Night after astounding night became a season of protracted ecstasy. It was not just the winning but the beauty of the plays and the flowering of each distinct personality: modest Mookie Wilson’s radiant amiability and knack of doing the right thing at the right moment, boyish Gary Carter’s packaged public relations grin, Howard Johnson’s baffling lack of personality, absorbent like a potent black hole at the center of the team, Roger McDowell’s inanity, Bob Ojeda’s strong-jawed strength and the departures and returns of his mustache, Keith Hernandez’s smoldering and handsome anger at the world, Len Dykstra’s rooted insecurities packed together to form a dense and lethal weapon, Dwight Gooden’s young inscrutability, reflecting the enigma of the team--arrogant or just ardent? All became crystallized.

Amid the glory was an unease, a tingling of an inner layer of skin. I grudged the hours. I felt forced to watch against my will. Yet what was the trouble? Watching baseball is harmless, unless compulsion itself be considered blameworthy--but I am not that stern a moralist.

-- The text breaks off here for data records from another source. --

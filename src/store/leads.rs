//! Lead access: dedup-by-email upserts, status transitions, visit logs.

use chrono::{DateTime, Utc};
use sqlx::Row;
use tracing::warn;

use crate::types::{Lead, LeadSource, LeadStatus, NormalizedLead, QualificationDecision};

use super::{parse_ts, ts, Store, StoreError};

/// Outcome of a lead upsert.
#[derive(Debug, Clone)]
pub struct LeadUpsert {
    /// The persisted lead after insert or merge.
    pub lead: Lead,
    /// Whether a new row was created (as opposed to merged).
    pub created: bool,
}

impl Store {
    /// Fetch a lead by id, scoped to a tenant.
    ///
    /// # Errors
    ///
    /// Returns [`StoreError::NotFound`] when no such lead exists.
    pub async fn get_lead(&self, tenant_id: i64, lead_id: i64) -> Result<Lead, StoreError> {
        let row = sqlx::query("SELECT * FROM leads WHERE id = ?1 AND tenant_id = ?2")
            .bind(lead_id)
            .bind(tenant_id)
            .fetch_optional(self.pool())
            .await?
            .ok_or(StoreError::NotFound {
                entity: "lead",
                id: lead_id,
            })?;
        lead_from_row(&row)
    }

    /// Lookup by the (tenant, email) dedup key.
    ///
    /// # Errors
    ///
    /// Returns [`StoreError::Database`] on query failure.
    pub async fn find_lead_by_email(
        &self,
        tenant_id: i64,
        email: &str,
    ) -> Result<Option<Lead>, StoreError> {
        let row = sqlx::query("SELECT * FROM leads WHERE tenant_id = ?1 AND email = ?2")
            .bind(tenant_id)
            .bind(email)
            .fetch_optional(self.pool())
            .await?;
        row.as_ref().map(lead_from_row).transpose()
    }

    /// Insert a new lead or merge into the existing row for
    /// (tenant, email).
    ///
    /// Merge semantics: missing fields fill in from the incoming record,
    /// `source` upgrades only along the priority chain, `visit_count`
    /// increments only for pixel-sourced records, `last_seen_at` advances.
    /// A unique-violation race on insert falls back to the merge path.
    ///
    /// # Errors
    ///
    /// Returns [`StoreError::Database`] on query failure.
    pub async fn upsert_lead(
        &self,
        tenant_id: i64,
        campaign_id: Option<i64>,
        record: &NormalizedLead,
        source: LeadSource,
        now: DateTime<Utc>,
    ) -> Result<LeadUpsert, StoreError> {
        let email = record.email.as_deref().unwrap_or_default();

        if let Some(existing) = self.find_lead_by_email(tenant_id, email).await? {
            let lead = self.merge_lead(&existing, record, source, now).await?;
            return Ok(LeadUpsert {
                lead,
                created: false,
            });
        }

        let first_visit = i64::from(source == LeadSource::Pixel);
        let insert = sqlx::query(
            "INSERT INTO leads (tenant_id, campaign_id, email, first_name, last_name, \
             job_title, linkedin_url, phone, company_name, company_domain, \
             company_industry, company_employee_count, company_revenue, source, \
             visit_count, first_seen_at, last_seen_at, status) \
             VALUES (?1, ?2, ?3, ?4, ?5, ?6, ?7, ?8, ?9, ?10, ?11, ?12, ?13, ?14, ?15, ?16, ?17, 'ingested')",
        )
        .bind(tenant_id)
        .bind(campaign_id)
        .bind(email)
        .bind(&record.first_name)
        .bind(&record.last_name)
        .bind(&record.job_title)
        .bind(&record.linkedin_url)
        .bind(&record.phone)
        .bind(&record.company_name)
        .bind(&record.company_domain)
        .bind(&record.company_industry)
        .bind(record.company_employee_count.map(i64::from))
        .bind(&record.company_revenue)
        .bind(source.as_str())
        .bind(first_visit)
        .bind(ts(now))
        .bind(ts(now))
        .execute(self.pool())
        .await;

        match insert {
            Ok(_) => {
                let lead = self
                    .find_lead_by_email(tenant_id, email)
                    .await?
                    .ok_or(StoreError::NotFound {
                        entity: "lead",
                        id: 0,
                    })?;
                Ok(LeadUpsert {
                    lead,
                    created: true,
                })
            }
            Err(err) if StoreError::is_unique_violation(&err) => {
                // Lost the insert race; re-read and merge instead.
                let existing = self
                    .find_lead_by_email(tenant_id, email)
                    .await?
                    .ok_or(StoreError::Conflict { entity: "lead" })?;
                let lead = self.merge_lead(&existing, record, source, now).await?;
                Ok(LeadUpsert {
                    lead,
                    created: false,
                })
            }
            Err(err) => Err(err.into()),
        }
    }

    async fn merge_lead(
        &self,
        existing: &Lead,
        record: &NormalizedLead,
        source: LeadSource,
        now: DateTime<Utc>,
    ) -> Result<Lead, StoreError> {
        let upgraded = existing.source.upgraded(source);
        let visit_count = if source == LeadSource::Pixel {
            existing.visit_count.saturating_add(1)
        } else {
            existing.visit_count
        };

        let result = sqlx::query(
            "UPDATE leads SET \
             first_name = COALESCE(first_name, ?1), \
             last_name = COALESCE(last_name, ?2), \
             job_title = COALESCE(job_title, ?3), \
             linkedin_url = COALESCE(linkedin_url, ?4), \
             phone = COALESCE(phone, ?5), \
             company_name = COALESCE(company_name, ?6), \
             company_domain = COALESCE(company_domain, ?7), \
             company_industry = COALESCE(company_industry, ?8), \
             company_employee_count = COALESCE(company_employee_count, ?9), \
             company_revenue = COALESCE(company_revenue, ?10), \
             source = ?11, visit_count = ?12, last_seen_at = ?13, \
             version = version + 1, updated_at = ?13 \
             WHERE id = ?14 AND version = ?15",
        )
        .bind(&record.first_name)
        .bind(&record.last_name)
        .bind(&record.job_title)
        .bind(&record.linkedin_url)
        .bind(&record.phone)
        .bind(&record.company_name)
        .bind(&record.company_domain)
        .bind(&record.company_industry)
        .bind(record.company_employee_count.map(i64::from))
        .bind(&record.company_revenue)
        .bind(upgraded.as_str())
        .bind(i64::from(visit_count))
        .bind(ts(now))
        .bind(existing.id)
        .bind(existing.version)
        .execute(self.pool())
        .await?;

        if result.rows_affected() == 0 {
            return Err(StoreError::Conflict { entity: "lead" });
        }
        self.get_lead(existing.tenant_id, existing.id).await
    }

    /// Transition a lead's status. Logs a warning (and still writes) when
    /// the transition is not in the legal successor set; the invariant is
    /// enforced by tests and surfaced operationally here.
    ///
    /// # Errors
    ///
    /// Returns [`StoreError::Database`] on query failure.
    pub async fn update_lead_status(
        &self,
        tenant_id: i64,
        lead_id: i64,
        status: LeadStatus,
    ) -> Result<(), StoreError> {
        let current = self.get_lead(tenant_id, lead_id).await?;
        if !current.status.allowed_next().contains(&status) {
            warn!(
                lead = lead_id,
                from = current.status.as_str(),
                to = status.as_str(),
                "irregular lead status transition"
            );
        }
        sqlx::query(
            "UPDATE leads SET status = ?1, version = version + 1, \
             updated_at = datetime('now') WHERE id = ?2 AND tenant_id = ?3",
        )
        .bind(status.as_str())
        .bind(lead_id)
        .bind(tenant_id)
        .execute(self.pool())
        .await?;
        Ok(())
    }

    /// Persist the qualifier's verdict.
    ///
    /// # Errors
    ///
    /// Returns [`StoreError::Database`] on query failure.
    pub async fn set_qualification(
        &self,
        tenant_id: i64,
        lead_id: i64,
        decision: QualificationDecision,
        confidence: f64,
        reasoning: &str,
        icp_fit: Option<&str>,
    ) -> Result<(), StoreError> {
        sqlx::query(
            "UPDATE leads SET qualification_decision = ?1, qualification_confidence = ?2, \
             qualification_reasoning = ?3, icp_fit = ?4, version = version + 1, \
             updated_at = datetime('now') WHERE id = ?5 AND tenant_id = ?6",
        )
        .bind(decision.as_str())
        .bind(confidence)
        .bind(reasoning)
        .bind(icp_fit)
        .bind(lead_id)
        .bind(tenant_id)
        .execute(self.pool())
        .await?;
        Ok(())
    }

    /// Persist a computed intent score and tier.
    ///
    /// # Errors
    ///
    /// Returns [`StoreError::Database`] on query failure.
    pub async fn set_intent(
        &self,
        tenant_id: i64,
        lead_id: i64,
        score: u32,
        tier: &str,
    ) -> Result<(), StoreError> {
        sqlx::query(
            "UPDATE leads SET intent_score = ?1, intent_tier = ?2, version = version + 1, \
             updated_at = datetime('now') WHERE id = ?3 AND tenant_id = ?4",
        )
        .bind(i64::from(score))
        .bind(tier)
        .bind(lead_id)
        .bind(tenant_id)
        .execute(self.pool())
        .await?;
        Ok(())
    }

    /// Update external-system presence flags when the relationship probe
    /// observes a change.
    ///
    /// # Errors
    ///
    /// Returns [`StoreError::Database`] on query failure.
    pub async fn set_presence_flags(
        &self,
        tenant_id: i64,
        lead_id: i64,
        in_email_system: bool,
        in_linkedin_system: bool,
    ) -> Result<(), StoreError> {
        sqlx::query(
            "UPDATE leads SET in_email_system = ?1, in_linkedin_system = ?2, \
             version = version + 1, updated_at = datetime('now') \
             WHERE id = ?3 AND tenant_id = ?4",
        )
        .bind(i64::from(in_email_system))
        .bind(i64::from(in_linkedin_system))
        .bind(lead_id)
        .bind(tenant_id)
        .execute(self.pool())
        .await?;
        Ok(())
    }

    /// Append a pixel visit row.
    ///
    /// # Errors
    ///
    /// Returns [`StoreError::Database`] on query failure.
    pub async fn record_pixel_visit(
        &self,
        tenant_id: i64,
        lead_id: i64,
        page: Option<&str>,
        dwell_ms: Option<u64>,
        at: DateTime<Utc>,
    ) -> Result<(), StoreError> {
        sqlx::query(
            "INSERT INTO pixel_visits (tenant_id, lead_id, page, dwell_ms, visited_at) \
             VALUES (?1, ?2, ?3, ?4, ?5)",
        )
        .bind(tenant_id)
        .bind(lead_id)
        .bind(page)
        .bind(dwell_ms.map(|v| i64::try_from(v).unwrap_or(i64::MAX)))
        .bind(ts(at))
        .execute(self.pool())
        .await?;
        Ok(())
    }

    /// Recent pixel visits for a lead, newest first.
    ///
    /// # Errors
    ///
    /// Returns [`StoreError::Database`] on query failure.
    pub async fn list_pixel_visits(
        &self,
        tenant_id: i64,
        lead_id: i64,
    ) -> Result<Vec<PixelVisit>, StoreError> {
        let rows = sqlx::query(
            "SELECT page, dwell_ms, visited_at FROM pixel_visits \
             WHERE tenant_id = ?1 AND lead_id = ?2 ORDER BY visited_at DESC",
        )
        .bind(tenant_id)
        .bind(lead_id)
        .fetch_all(self.pool())
        .await?;
        rows.iter()
            .map(|row| {
                Ok(PixelVisit {
                    page: row.try_get("page")?,
                    dwell_ms: row
                        .try_get::<Option<i64>, _>("dwell_ms")?
                        .and_then(|v| u64::try_from(v).ok()),
                    visited_at: parse_ts("visited_at", row.try_get("visited_at")?)?,
                })
            })
            .collect()
    }

    /// Append a generic per-lead engagement-log row.
    ///
    /// # Errors
    ///
    /// Returns [`StoreError::Database`] on query failure.
    pub async fn append_engagement_log(
        &self,
        tenant_id: i64,
        lead_id: i64,
        kind: &str,
        detail: &serde_json::Value,
    ) -> Result<(), StoreError> {
        sqlx::query(
            "INSERT INTO engagement_log (tenant_id, lead_id, kind, detail) \
             VALUES (?1, ?2, ?3, ?4)",
        )
        .bind(tenant_id)
        .bind(lead_id)
        .bind(kind)
        .bind(detail.to_string())
        .execute(self.pool())
        .await?;
        Ok(())
    }

    /// Distinct company names of tenant leads already present in an
    /// external system, with their presence flags. Feeds the
    /// existing-relationship probe.
    ///
    /// # Errors
    ///
    /// Returns [`StoreError::Database`] on query failure.
    pub async fn list_company_presence(
        &self,
        tenant_id: i64,
    ) -> Result<Vec<CompanyPresence>, StoreError> {
        let rows = sqlx::query(
            "SELECT company_name, MAX(in_email_system) AS in_email, \
             MAX(in_linkedin_system) AS in_linkedin \
             FROM leads WHERE tenant_id = ?1 AND company_name IS NOT NULL \
             AND (in_email_system = 1 OR in_linkedin_system = 1) \
             GROUP BY company_name",
        )
        .bind(tenant_id)
        .fetch_all(self.pool())
        .await?;
        rows.iter()
            .map(|row| {
                Ok(CompanyPresence {
                    company_name: row.try_get("company_name")?,
                    in_email_system: row.try_get::<i64, _>("in_email")? != 0,
                    in_linkedin_system: row.try_get::<i64, _>("in_linkedin")? != 0,
                })
            })
            .collect()
    }

    /// Engagement-log kinds recorded for a lead, oldest first.
    ///
    /// # Errors
    ///
    /// Returns [`StoreError::Database`] on query failure.
    pub async fn list_engagement_log_kinds(
        &self,
        tenant_id: i64,
        lead_id: i64,
    ) -> Result<Vec<String>, StoreError> {
        let rows = sqlx::query(
            "SELECT kind FROM engagement_log WHERE tenant_id = ?1 AND lead_id = ?2 ORDER BY id",
        )
        .bind(tenant_id)
        .bind(lead_id)
        .fetch_all(self.pool())
        .await?;
        rows.iter()
            .map(|row| row.try_get::<String, _>("kind").map_err(StoreError::from))
            .collect()
    }
}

The games were depriving me of something. There it was. The instant I identified the uneasy feeling as “missing,” all came clear. Reading. Reading was the stable backdrop against which my life was played. It was what I used to do through long evenings. Never mornings--even to one so self-indulgent, it seems slightly sinful to wake up and immediately sit down with a book--and afternoons only now and then. In daylight I would pay what I owed the world. Reading was the reward, a solitary, obscure, nocturnal reward. It was what I got everything else (living) out of the way in order to do. Now the lack was taking its toll. I was having withdrawal symptoms.

I tried to give up baseball. I cut back, backslid, struggled the well-documented struggle. And then, abruptly, my efforts were needless. The burden fell from my shoulders as Zen masters say the load of snow falls from the bent bamboo branch at the moment of greatest tension, effortlessly. The Mets won the World Series and overnight, baseball was no more.